**PROBLEM TO WORK ON**
The records appear below. Repeat them exactly.
-=-=-
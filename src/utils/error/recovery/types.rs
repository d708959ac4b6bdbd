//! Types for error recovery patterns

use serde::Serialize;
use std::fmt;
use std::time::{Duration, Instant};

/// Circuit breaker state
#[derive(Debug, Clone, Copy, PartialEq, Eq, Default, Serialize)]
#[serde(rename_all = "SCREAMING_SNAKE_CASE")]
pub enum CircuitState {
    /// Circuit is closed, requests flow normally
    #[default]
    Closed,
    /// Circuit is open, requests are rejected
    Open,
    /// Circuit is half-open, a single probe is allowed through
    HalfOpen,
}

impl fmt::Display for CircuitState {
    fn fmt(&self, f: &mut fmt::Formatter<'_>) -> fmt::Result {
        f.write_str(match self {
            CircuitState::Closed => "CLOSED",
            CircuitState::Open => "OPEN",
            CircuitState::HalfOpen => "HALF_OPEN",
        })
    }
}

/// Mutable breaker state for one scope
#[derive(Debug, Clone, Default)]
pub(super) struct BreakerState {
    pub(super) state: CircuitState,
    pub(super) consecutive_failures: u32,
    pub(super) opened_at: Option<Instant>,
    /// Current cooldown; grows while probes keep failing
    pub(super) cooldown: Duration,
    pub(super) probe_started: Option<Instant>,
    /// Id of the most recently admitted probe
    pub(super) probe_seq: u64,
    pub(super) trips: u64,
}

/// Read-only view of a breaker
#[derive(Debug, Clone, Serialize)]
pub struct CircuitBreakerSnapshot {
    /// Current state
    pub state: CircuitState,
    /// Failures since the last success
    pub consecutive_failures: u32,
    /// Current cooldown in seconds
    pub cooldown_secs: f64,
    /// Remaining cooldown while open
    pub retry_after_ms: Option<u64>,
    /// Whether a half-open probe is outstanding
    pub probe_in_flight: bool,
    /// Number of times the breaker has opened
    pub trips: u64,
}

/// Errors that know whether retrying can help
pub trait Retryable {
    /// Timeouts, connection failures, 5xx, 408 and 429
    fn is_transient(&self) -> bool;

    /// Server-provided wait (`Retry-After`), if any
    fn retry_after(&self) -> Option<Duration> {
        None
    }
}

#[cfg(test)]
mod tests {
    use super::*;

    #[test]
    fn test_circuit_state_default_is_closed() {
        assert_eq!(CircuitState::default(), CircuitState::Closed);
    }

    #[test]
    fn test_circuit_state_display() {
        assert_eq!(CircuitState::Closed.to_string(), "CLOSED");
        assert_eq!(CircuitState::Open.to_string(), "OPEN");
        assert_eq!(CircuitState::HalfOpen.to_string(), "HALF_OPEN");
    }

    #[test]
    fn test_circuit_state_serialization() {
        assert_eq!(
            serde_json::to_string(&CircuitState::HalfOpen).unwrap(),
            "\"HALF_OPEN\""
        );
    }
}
-=-=-
**WRITTEN RESPONSE**
filename src/utils/error/recovery/types.rs
repository d708959ac4b6bdbd
//! Types for error recovery patterns

use serde::Serialize;
use std::fmt;
use std::time::{Duration, Instant};

/// Circuit breaker state
#[derive(Debug, Clone, Copy, PartialEq, Eq, Default, Serialize)]
#[serde(rename_all = "SCREAMING_SNAKE_CASE")]
pub enum CircuitState {
    /// Circuit is closed, requests flow normally
    #[default]
    Closed,
    /// Circuit is open, requests are rejected
    Open,
    /// Circuit is half-open, a single probe is allowed through
    HalfOpen,
}

impl fmt::Display for CircuitState {
    fn fmt(&self, f: &mut fmt::Formatter<'_>) -> fmt::Result {
        f.write_str(match self {
            CircuitState::Closed => "CLOSED",
            CircuitState::Open => "OPEN",
            CircuitState::HalfOpen => "HALF_OPEN",
        })
    }
}

/// Mutable breaker state for one scope
#[derive(Debug, Clone, Default)]
pub(super) struct BreakerState {
    pub(super) state: CircuitState,
    pub(super) consecutive_failures: u32,
    pub(super) opened_at: Option<Instant>,
    /// Current cooldown; grows while probes keep failing
    pub(super) cooldown: Duration,
    pub(super) probe_started: Option<Instant>,
    /// Id of the most recently admitted probe
    pub(super) probe_seq: u64,
    pub(super) trips: u64,
}

/// Read-only view of a breaker
#[derive(Debug, Clone, Serialize)]
pub struct CircuitBreakerSnapshot {
    /// Current state
    pub state: CircuitState,
    /// Failures since the last success
    pub consecutive_failures: u32,
    /// Current cooldown in seconds
    pub cooldown_secs: f64,
    /// Remaining cooldown while open
    pub retry_after_ms: Option<u64>,
    /// Whether a half-open probe is outstanding
    pub probe_in_flight: bool,
    /// Number of times the breaker has opened
    pub trips: u64,
}

/// Errors that know whether retrying can help
pub trait Retryable {
    /// Timeouts, connection failures, 5xx, 408 and 429
    fn is_transient(&self) -> bool;

    /// Server-provided wait (`Retry-After`), if any
    fn retry_after(&self) -> Option<Duration> {
        None
    }
}

#[cfg(test)]
mod tests {
    use super::*;

    #[test]
    fn test_circuit_state_default_is_closed() {
        assert_eq!(CircuitState::default(), CircuitState::Closed);
    }

    #[test]
    fn test_circuit_state_display() {
        assert_eq!(CircuitState::Closed.to_string(), "CLOSED");
        assert_eq!(CircuitState::Open.to_string(), "OPEN");
        assert_eq!(CircuitState::HalfOpen.to_string(), "HALF_OPEN");
    }

    #[test]
    fn test_circuit_state_serialization() {
        assert_eq!(
            serde_json::to_string(&CircuitState::HalfOpen).unwrap(),
            "\"HALF_OPEN\""
        );
    }
}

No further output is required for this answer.